**THE PROBLEM:** Check the data underneath for lines holding the word "lookup", and state only how many you find.
──────── AVAILABLE RECORDS ────────
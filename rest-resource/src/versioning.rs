//! API versioning: path-segment parsing and deprecation headers
//!
//! Every resource route carries its version as a path segment right after the
//! base path: `/api/v1/foo`, `/api/v2/foo/42`. The segment must start with `v`
//! (or `V`); handlers see the remainder (`"1"`, `"2"`, `"1.1"`).
//!
//! Versions can be marked deprecated at the API level, in which case every
//! response served under that version carries `Deprecation`, `Sunset`, `Link`
//! and optionally `Warning` headers.
//!
//! ```rust
//! use rest_resource::versioning::ApiVersion;
//!
//! let version = ApiVersion::parse("v2").unwrap();
//! assert_eq!(version.as_str(), "2");
//! assert_eq!(version.to_string(), "v2");
//! assert!(ApiVersion::parse("2").is_none());
//! ```

use std::collections::HashMap;
use std::fmt;
use std::sync::Arc;

use axum::{
    extract::Request,
    http::{header, HeaderValue},
    middleware::{self, Next},
    Router,
};
use serde::{Deserialize, Serialize};

/// API version identifier taken from a `v<version>` path segment
#[derive(Debug, Clone, PartialEq, Eq, Hash, Serialize, Deserialize)]
pub struct ApiVersion(String);

impl ApiVersion {
    /// Parse a path segment such as `v1`, `V2` or `v1.1`
    pub fn parse(segment: &str) -> Option<Self> {
        let rest = segment
            .strip_prefix('v')
            .or_else(|| segment.strip_prefix('V'))?;

        let valid = !rest.is_empty()
            && rest
                .chars()
                .all(|c| c.is_ascii_alphanumeric() || c == '.' || c == '-' || c == '_');

        valid.then(|| Self(rest.to_string()))
    }

    /// Version without the prefix (`"1"`)
    pub fn as_str(&self) -> &str {
        &self.0
    }

    /// Version as a path segment (`"v1"`)
    pub fn as_path_segment(&self) -> String {
        format!("v{}", self.0)
    }
}

impl fmt::Display for ApiVersion {
    fn fmt(&self, f: &mut fmt::Formatter<'_>) -> fmt::Result {
        write!(f, "v{}", self.0)
    }
}

/// Extract the version from a request path under `base_path`
///
/// `base_path` is normalised (leading slash, no trailing slash, empty for root).
pub fn extract_version_from_path(path: &str, base_path: &str) -> Option<ApiVersion> {
    let rest = path.strip_prefix(base_path)?;
    let rest = rest.strip_prefix('/')?;
    let segment = rest.split('/').next()?;
    ApiVersion::parse(segment)
}

/// Deprecation information for an API version
#[derive(Debug, Clone, Serialize, Deserialize)]
pub struct DeprecationInfo {
    /// The deprecated API version
    pub version: ApiVersion,
    /// The recommended replacement version
    pub replacement: ApiVersion,
    /// Sunset date in RFC 3339 format (when the version will be removed)
    pub sunset_date: Option<String>,
    /// Optional deprecation message
    pub message: Option<String>,
}

impl DeprecationInfo {
    pub fn new(version: ApiVersion, replacement: ApiVersion) -> Self {
        Self {
            version,
            replacement,
            sunset_date: None,
            message: None,
        }
    }

    /// Set the sunset date (RFC 3339 format)
    pub fn with_sunset_date(mut self, date: impl Into<String>) -> Self {
        self.sunset_date = Some(date.into());
        self
    }

    /// Set a custom deprecation message
    pub fn with_message(mut self, message: impl Into<String>) -> Self {
        self.message = Some(message.into());
        self
    }

    fn deprecation_header(&self) -> String {
        format!("version=\"{}\"", self.version)
    }

    fn sunset_header(&self) -> Option<String> {
        self.sunset_date.clone()
    }

    fn link_header(&self, base_path: &str) -> String {
        format!(
            "<{}/{}/>; rel=\"successor-version\"",
            base_path,
            self.replacement.as_path_segment()
        )
    }

    fn warning_header(&self) -> Option<String> {
        self.message.as_ref().map(|message| {
            format!(
                "299 - \"API version {} is deprecated. Please migrate to version {}. {}\"",
                self.version, self.replacement, message
            )
        })
    }
}

/// Deprecated versions of an API, applied as a response-header middleware
#[derive(Debug, Clone, Default)]
pub struct DeprecationPolicy {
    base_path: String,
    entries: HashMap<ApiVersion, DeprecationInfo>,
}

impl DeprecationPolicy {
    pub fn new(base_path: impl Into<String>) -> Self {
        Self {
            base_path: base_path.into(),
            entries: HashMap::new(),
        }
    }

    /// Register a deprecated version (replaces an earlier entry for the same version)
    pub fn deprecate(&mut self, info: DeprecationInfo) {
        self.entries.insert(info.version.clone(), info);
    }

    pub fn is_deprecated(&self, version: &ApiVersion) -> bool {
        self.entries.contains_key(version)
    }

    pub fn is_empty(&self) -> bool {
        self.entries.is_empty()
    }

    fn lookup(&self, path: &str) -> Option<&DeprecationInfo> {
        let version = extract_version_from_path(path, &self.base_path)?;
        self.entries.get(&version)
    }

    /// Wrap a router so responses under deprecated versions carry the headers
    pub fn apply(self, router: Router) -> Router {
        if self.entries.is_empty() {
            return router;
        }

        let policy = Arc::new(self);
        router.layer(middleware::from_fn(move |req: Request, next: Next| {
            let policy = Arc::clone(&policy);
            async move {
                let deprecation = policy.lookup(req.uri().path()).cloned();
                let mut response = next.run(req).await;

                let Some(deprecation) = deprecation else {
                    return response;
                };
                let headers = response.headers_mut();

                // RFC 8594
                if let Ok(value) = HeaderValue::from_str(&deprecation.deprecation_header()) {
                    headers.insert("Deprecation", value);
                }

                if let Some(sunset) = deprecation.sunset_header() {
                    if let Ok(value) = HeaderValue::from_str(&sunset) {
                        headers.insert("Sunset", value);
                    }
                }

                if let Ok(value) =
                    HeaderValue::from_str(&deprecation.link_header(&policy.base_path))
                {
                    headers.insert(header::LINK, value);
                }

                if let Some(warning) = deprecation.warning_header() {
                    if let Ok(value) = HeaderValue::from_str(&warning) {
                        headers.insert(header::WARNING, value);
                    }
                }

                response
            }
        }))
    }
}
────────
**RESULT:** 2